During a protest, a student confronted Christakis’s husband, Nicholas Christakis, a professor at Yale and master of one of the residential colleges. In disagreement, the students told him to step down, saying that being a master was “not about creating an intellectual space… [but] creating a home here.”
At Missouri, university administrators were criticized for their slow and ineffective responses to address ongoing racial tensions on the campus. After Payton Head, a black student and president of the Missouri Student Association, was taunted with racial slurs, it took university chancellor R. Bowen Loftin nearly a week to respond. Following this and other incidences, students organized rallies and demonstrations. Tensions were made worse after someone used feces to smear a swastika on a communal bathroom in a residence hall. This act of vandalism, and the university’s response, became the final straw for graduate student Jonathan Butler. Butler had led or been involved in many demonstrations up to this point. He decided to go on indefinite hunger strike until university system president, Tim Wolfe, was removed from office. In support of Butler, the football team later announced they would neither practice nor play until Wolfe resigned. Many students joined in support of the protests. Butler ended his weeklong hunger strike after Wolfe resigned.

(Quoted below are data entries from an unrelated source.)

//! Directed-graph cycle detection.
//!
//! Rebuilt from scratch for every check — the graphs here are a pipeline's
//! blocks, tens of nodes at most, so an incremental structure would be
//! wasted complexity.

use std::collections::HashMap;

/// A throwaway directed graph over string node ids.
#[derive(Debug, Default)]
pub struct DirectedGraph {
    ids: HashMap<String, usize>,
    outgoing: Vec<Vec<usize>>,
}

#[derive(Clone, Copy, PartialEq)]
enum Mark {
    Unvisited,
    OnStack,
    Done,
}

impl DirectedGraph {
    pub fn new() -> Self {
        Self::default()
    }

    pub fn add_node(&mut self, id: &str) -> usize {
        if let Some(&idx) = self.ids.get(id) {
            return idx;
        }
        let idx = self.outgoing.len();
        self.ids.insert(id.to_string(), idx);
        self.outgoing.push(Vec::new());
        idx
    }

    /// Add an edge, creating either endpoint as needed.
    pub fn add_edge(&mut self, from: &str, to: &str) {
        let from = self.add_node(from);
        let to = self.add_node(to);
        self.outgoing[from].push(to);
    }

    /// Depth-first search with an on-recursion-stack marker; a back-edge to
    /// a node still on the stack is a cycle.
    pub fn has_cycle(&self) -> bool {
        let mut marks = vec![Mark::Unvisited; self.outgoing.len()];

        for start in 0..self.outgoing.len() {
            if marks[start] == Mark::Unvisited && self.visit(start, &mut marks) {
                return true;
            }
        }
        false
    }

    fn visit(&self, node: usize, marks: &mut [Mark]) -> bool {
        marks[node] = Mark::OnStack;
        for &next in &self.outgoing[node] {
            match marks[next] {
                Mark::OnStack => return true,
                Mark::Unvisited => {
                    if self.visit(next, marks) {
                        return true;
                    }
                }
                Mark::Done => {}
            }
        }
        marks[node] = Mark::Done;
        false
    }
}

#[cfg(test)]
mod tests {
    use super::*;

    #[test]
    fn empty_graph_has_no_cycle() {
        assert!(!DirectedGraph::new().has_cycle());
    }

    #[test]
    fn linear_chain_has_no_cycle() {
        let mut g = DirectedGraph::new();
        g.add_edge("a", "b");
        g.add_edge("b", "c");
        assert!(!g.has_cycle());
    }

    #[test]
    fn self_edge_is_a_cycle() {
        let mut g = DirectedGraph::new();
        g.add_edge("a", "a");
        assert!(g.has_cycle());
    }

    #[test]
    fn back_edge_is_a_cycle() {
        let mut g = DirectedGraph::new();
        g.add_edge("a", "b");
        g.add_edge("b", "c");
        g.add_edge("c", "a");
        assert!(g.has_cycle());
    }

    #[test]
    fn diamond_is_not_a_cycle() {
        let mut g = DirectedGraph::new();
        g.add_edge("a", "b");
        g.add_edge("a", "c");
        g.add_edge("b", "d");
        g.add_edge("c", "d");
        assert!(!g.has_cycle());
    }

    #[test]
    fn disconnected_cycle_is_found() {
        let mut g = DirectedGraph::new();
        g.add_edge("a", "b");
        g.add_node("lonely");
        g.add_edge("x", "y");
        g.add_edge("y", "x");
        assert!(g.has_cycle());
    }

    #[test]
    fn duplicate_nodes_collapse() {
        let mut g = DirectedGraph::new();
        g.add_node("a");
        g.add_node("a");
        g.add_edge("a", "b");
        assert!(!g.has_cycle());
    }
}
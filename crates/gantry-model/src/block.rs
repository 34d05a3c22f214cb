//! Blocks — groups of jobs with shared setup, secrets, and conditions.

use gantry_doc::mapping;
use gantry_types::{Catalogs, Uid};
use serde_yaml::{Mapping, Value};

use crate::agent::Agent;
use crate::dependencies::{BlockDependencies, DependencyRef};
use crate::env_vars::EnvVars;
use crate::errors::Errors;
use crate::job::Job;
use crate::secrets::Secrets;

#[derive(Debug, Clone)]
pub struct Block {
    pub uid: Uid,
    structure: Mapping,
    pub name: String,
    pub dependencies: BlockDependencies,
    pub jobs: Vec<Job>,
    pub agent: Agent,
    /// When set, `agent` is serialized under `task.agent` and overrides the
    /// pipeline-level agent for this block.
    pub override_global_agent: bool,
    pub secrets: Secrets,
    pub env_vars: EnvVars,
    pub prologue: Vec<String>,
    pub epilogue_always: Vec<String>,
    pub epilogue_on_pass: Vec<String>,
    pub epilogue_on_fail: Vec<String>,
    pub skip_condition: String,
    pub run_condition: String,
    pub errors: Errors,
}

impl Block {
    pub fn from_structure(structure: Mapping) -> Self {
        let name = mapping::get_str(&structure, "name")
            .unwrap_or_default()
            .to_string();

        let dependencies = match mapping::get(&structure, "dependencies") {
            None => BlockDependencies::Implicit,
            Some(value) => BlockDependencies::Explicit(
                value
                    .as_sequence()
                    .map(|seq| {
                        seq.iter()
                            .filter_map(Value::as_str)
                            .map(DependencyRef::unresolved)
                            .collect()
                    })
                    .unwrap_or_default(),
            ),
        };

        let task = mapping::get(&structure, "task").and_then(Value::as_mapping);

        let jobs = task
            .and_then(|t| mapping::get(t, "jobs"))
            .and_then(Value::as_sequence)
            .map(|seq| {
                seq.iter()
                    .enumerate()
                    .map(|(i, v)| Job::from_structure(i, v.as_mapping().cloned().unwrap_or_default()))
                    .collect()
            })
            .unwrap_or_default();

        let block_agent = task.and_then(|t| mapping::get(t, "agent"));
        let agent = Agent::from_structure(block_agent);
        let override_global_agent = block_agent.is_some();

        let secrets = Secrets::from_structure(task.and_then(|t| mapping::get(t, "secrets")));
        let env_vars = EnvVars::from_structure(task.and_then(|t| mapping::get(t, "env_vars")));

        let commands = |path: &[&str]| {
            task.map(|t| mapping::strings_at(t, path)).unwrap_or_default()
        };

        Block {
            uid: Uid::new(),
            name,
            dependencies,
            jobs,
            agent,
            override_global_agent,
            secrets,
            env_vars,
            prologue: commands(&["prologue", "commands"]),
            epilogue_always: commands(&["epilogue", "always", "commands"]),
            epilogue_on_pass: commands(&["epilogue", "on_pass", "commands"]),
            epilogue_on_fail: commands(&["epilogue", "on_fail", "commands"]),
            skip_condition: mapping::str_at(&structure, &["skip", "when"])
                .unwrap_or_default()
                .to_string(),
            run_condition: mapping::str_at(&structure, &["run", "when"])
                .unwrap_or_default()
                .to_string(),
            errors: Errors::new(),
            structure,
        }
    }

    /// A freshly created block: one empty starter job.
    pub fn new(name: impl Into<String>, dependencies: BlockDependencies) -> Self {
        let mut block = Block::from_structure(Mapping::new());
        block.name = name.into();
        block.dependencies = dependencies;
        block.jobs = vec![Job::new(0, "Job #1", Vec::new())];
        block
    }

    pub fn add_job(&mut self) {
        let index = self.jobs.len();
        self.jobs.push(Job::new(index, format!("Job #{}", index + 1), Vec::new()));
    }

    pub fn remove_job(&mut self, index: usize) {
        if index < self.jobs.len() {
            self.jobs.remove(index);
            for (i, job) in self.jobs.iter_mut().enumerate() {
                job.index = i;
            }
        }
    }

    /// Skip and run conditions are mutually exclusive; setting one clears
    /// the other.
    pub fn change_skip_condition(&mut self, condition: impl Into<String>) {
        self.run_condition = String::new();
        self.skip_condition = condition.into();
    }

    pub fn change_run_condition(&mut self, condition: impl Into<String>) {
        self.skip_condition = String::new();
        self.run_condition = condition.into();
    }

    pub fn clear_conditions(&mut self) {
        self.skip_condition = String::new();
        self.run_condition = String::new();
    }

    pub fn enable_agent_override(&mut self) {
        self.override_global_agent = true;
    }

    pub fn disable_agent_override(&mut self) {
        self.override_global_agent = false;
    }

    /// Validate this block and everything inside it. `duplicate_name` is
    /// decided by the pipeline, which sees all sibling names.
    pub fn validate(&mut self, catalogs: &Catalogs, duplicate_name: bool) {
        self.errors.reset();

        if self.name.is_empty() {
            self.errors.add("name", "Block name can't be blank.");
        } else if duplicate_name {
            self.errors.add("name", "Name must be unique in pipeline.");
        }

        for job in &mut self.jobs {
            job.validate();
        }
        self.env_vars.validate();
        self.secrets.validate(catalogs);

        for job in &self.jobs {
            self.errors
                .add_nested(format!("Job {}", job.index), job.errors.clone());
        }
        self.errors.add_nested("secrets", self.secrets.collected_errors());
        self.errors.add_nested("env_vars", self.env_vars.errors.clone());
    }

    /// True when the block or any of its members failed validation. Member
    /// errors are nested into the block's collector during `validate`.
    pub fn has_errors(&self) -> bool {
        self.errors.exists()
    }

    pub fn to_json(&self) -> Value {
        let mut json = self.structure.clone();

        mapping::set(&mut json, "name", Value::String(self.name.clone()));

        match &self.dependencies {
            BlockDependencies::Implicit => mapping::remove(&mut json, "dependencies"),
            BlockDependencies::Explicit(refs) => {
                let names: Vec<String> = refs.iter().map(|r| r.name.clone()).collect();
                mapping::set(&mut json, "dependencies", mapping::string_sequence(&names));
            }
        }

        set_condition(&mut json, "skip", &self.skip_condition);
        set_condition(&mut json, "run", &self.run_condition);

        let task = mapping::ensure_map(&mut json, "task");

        if self.override_global_agent {
            mapping::set(task, "agent", self.agent.to_json());
        } else {
            mapping::remove(task, "agent");
        }

        if self.secrets.is_empty() {
            mapping::remove(task, "secrets");
        } else {
            mapping::set(task, "secrets", self.secrets.to_json());
        }

        if self.env_vars.is_empty() {
            mapping::remove(task, "env_vars");
        } else {
            mapping::set(task, "env_vars", self.env_vars.to_json());
        }

        set_command_section(task, "prologue", &self.prologue);
        set_epilogue(
            task,
            &self.epilogue_always,
            &self.epilogue_on_pass,
            &self.epilogue_on_fail,
        );

        mapping::set(
            task,
            "jobs",
            Value::Sequence(self.jobs.iter().map(Job::to_json).collect()),
        );

        Value::Mapping(json)
    }
}

fn set_condition(map: &mut Mapping, k: &str, condition: &str) {
    if condition.is_empty() {
        mapping::remove(map, k);
    } else {
        let mut inner = Mapping::new();
        mapping::set(&mut inner, "when", Value::String(condition.to_string()));
        mapping::set(map, k, Value::Mapping(inner));
    }
}

fn set_command_section(map: &mut Mapping, k: &str, commands: &[String]) {
    if commands.is_empty() {
        mapping::remove(map, k);
    } else {
        let mut inner = Mapping::new();
        mapping::set(&mut inner, "commands", mapping::string_sequence(commands));
        mapping::set(map, k, Value::Mapping(inner));
    }
}

fn set_epilogue(map: &mut Mapping, always: &[String], on_pass: &[String], on_fail: &[String]) {
    let mut epilogue = Mapping::new();
    for (k, commands) in [("always", always), ("on_pass", on_pass), ("on_fail", on_fail)] {
        if !commands.is_empty() {
            let mut section = Mapping::new();
            mapping::set(&mut section, "commands", mapping::string_sequence(commands));
            mapping::set(&mut epilogue, k, Value::Mapping(section));
        }
    }
    if epilogue.is_empty() {
        mapping::remove(map, "epilogue");
    } else {
        mapping::set(map, "epilogue", Value::Mapping(epilogue));
    }
}

#[cfg(test)]
mod tests {
    use super::*;

    fn block(yaml: &str) -> Block {
        Block::from_structure(serde_yaml::from_str(yaml).unwrap())
    }

    #[test]
    fn missing_dependencies_key_is_implicit() {
        let b = block("name: A\ntask:\n  jobs: []\n");
        assert!(b.dependencies.is_implicit());
    }

    #[test]
    fn empty_dependency_list_is_explicit_root() {
        let b = block("name: A\ndependencies: []\n");
        assert_eq!(b.dependencies, BlockDependencies::Explicit(vec![]));
    }

    #[test]
    fn explicit_dependencies_keep_document_order() {
        let b = block("name: C\ndependencies: [B, A]\n");
        assert_eq!(b.dependencies.explicit_names(), vec!["B", "A"]);
    }

    #[test]
    fn reads_task_contents() {
        let b = block(
            "name: A\ntask:\n  prologue:\n    commands:\n    - checkout\n  jobs:\n  - name: Test\n    commands:\n    - make test\n",
        );
        assert_eq!(b.prologue, vec!["checkout"]);
        assert_eq!(b.jobs.len(), 1);
        assert_eq!(b.jobs[0].name, "Test");
    }

    #[test]
    fn block_agent_enables_override() {
        let b = block(
            "name: A\ntask:\n  agent:\n    machine:\n      type: e1-standard-2\n  jobs: []\n",
        );
        assert!(b.override_global_agent);
        assert_eq!(b.agent.machine_type, "e1-standard-2");
    }

    #[test]
    fn blank_name_is_an_error() {
        let mut b = block("task:\n  jobs: []\n");
        b.validate(&Catalogs::default(), false);
        assert_eq!(b.errors.list("name"), ["Block name can't be blank."]);
    }

    #[test]
    fn duplicate_name_is_an_error() {
        let mut b = block("name: A\n");
        b.validate(&Catalogs::default(), true);
        assert_eq!(b.errors.list("name"), ["Name must be unique in pipeline."]);
    }

    #[test]
    fn job_errors_surface_through_has_errors() {
        let mut b = block("name: A\ntask:\n  jobs:\n  - name: J\n    parallelism: 0\n");
        b.validate(&Catalogs::default(), false);
        assert!(b.errors.list("name").is_empty());
        assert!(b.has_errors());
    }

    #[test]
    fn new_block_starts_with_one_job() {
        let b = Block::new(
            "Block #2",
            BlockDependencies::Explicit(vec![DependencyRef::unresolved("Block #1")]),
        );
        assert_eq!(b.jobs.len(), 1);
        assert_eq!(b.jobs[0].name, "Job #1");
        assert_eq!(b.dependencies.explicit_names(), vec!["Block #1"]);
    }

    #[test]
    fn implicit_dependencies_stay_out_of_output() {
        let b = block("name: A\ntask:\n  jobs: []\n");
        let json = b.to_json();
        assert!(mapping::get(json.as_mapping().unwrap(), "dependencies").is_none());
    }

    #[test]
    fn skip_condition_round_trips() {
        let mut b = block("name: A\nskip:\n  when: branch = 'master'\n");
        assert_eq!(b.skip_condition, "branch = 'master'");
        b.change_skip_condition("");
        let json = b.to_json();
        assert!(mapping::get(json.as_mapping().unwrap(), "skip").is_none());
    }

    #[test]
    fn unrecognized_task_keys_survive_serialization() {
        let b = block("name: A\ntask:\n  ppl_priority: high\n  jobs: []\n");
        let json = b.to_json();
        let task = json
            .as_mapping()
            .and_then(|m| mapping::get(m, "task"))
            .and_then(Value::as_mapping)
            .unwrap();
        assert_eq!(mapping::get_str(task, "ppl_priority"), Some("high"));
    }

    #[test]
    fn removing_a_job_reindexes_the_rest() {
        let mut b = block(
            "name: A\ntask:\n  jobs:\n  - name: J1\n  - name: J2\n  - name: J3\n",
        );
        b.remove_job(0);
        assert_eq!(b.jobs[0].name, "J2");
        assert_eq!(b.jobs[0].index, 0);
        assert_eq!(b.jobs[1].index, 1);
    }
}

In the midst of the student protests at Missouri, further controversy emerged when protesters tried to keep news media out of the campus public grounds where protesters had been camping out for days. Student photographer Tim Tai, on assignment for ESPN, was surrounded and confronted by protesters, including university staff members, who did not want any media to enter what they said was a “safe space.” Tai was attempting to document the protests in public spaces, stating:
“This is the First Amendment that protects your right to stand here and mine. …The law protects both of us.”
A video capturing the confrontation went viral and sparked wider debate over the issue of freedom of speech in the protests at Missouri, Yale, and other college campuses. Journalists, commentators, and academics raised discussion over the roles of free speech, deliberation, and tolerance in the dialogue between student activists and university administrators.
Freelance journalist Terrell Jermaine Starr, in defense of the protesters, wrote: “This wasn’t a problem with Tai’s character or his journalistic integrity; he was doing his job… but reporters should also feel a responsibility to try to understand and respect [the protesters’] pain…” Starr continued:
“In many communities that historically have been marginalized and unfairly portrayed by the media, there’s good reason people do not trust journalists: They often criminalize black people’s pain and resistance to racial oppression.”
Suzanne Nossel, executive director of PEN American Center, defended free speech as a crucial driver of social justice reform:
“[Without] free speech, the “safe spaces” students crave will soon suffocate them. Social movements must evolve or they die. Ideological and even tactical evolution demands willingness to hear out heterodoxy. Likewise, free speech defenders will not win by dismissing students as insolent whiners. …The Black Lives Matter movement and the campus protests are efforts to jump-start a drive for racial equality that has stalled in key areas. Free speech is essential to that quest.”
Writing about the Yale incident, journalist Conor Friedersdorf suggested that the student activists’ intolerance of other views could lead to censorship. He wrote, “[Students] were perfectly free to talk about their pain. Some felt entitled to something more, and that is what prolonged the debate.” Op-ed columnist Nicholas Kristof addressed the broader role of freedom of speech on college campuses:
“The protesters at Mizzou and Yale and elsewhere make a legitimate point: Universities should work harder to make all students feel they are safe and belong. Members of minorities—whether black or transgender or (on many campuses) evangelical conservatives—should be able to feel a part of campus, not feel mocked in their own community.”
Political theorist Danielle Allen, on the other hand, described the debate over freedom of speech as a distraction from the key issues of the protests. Allen wrote:
“The issues of free speech matter, too, but they are leading people in the wrong direction, away from the deepest issue. …The real issue is how to think about social equality.”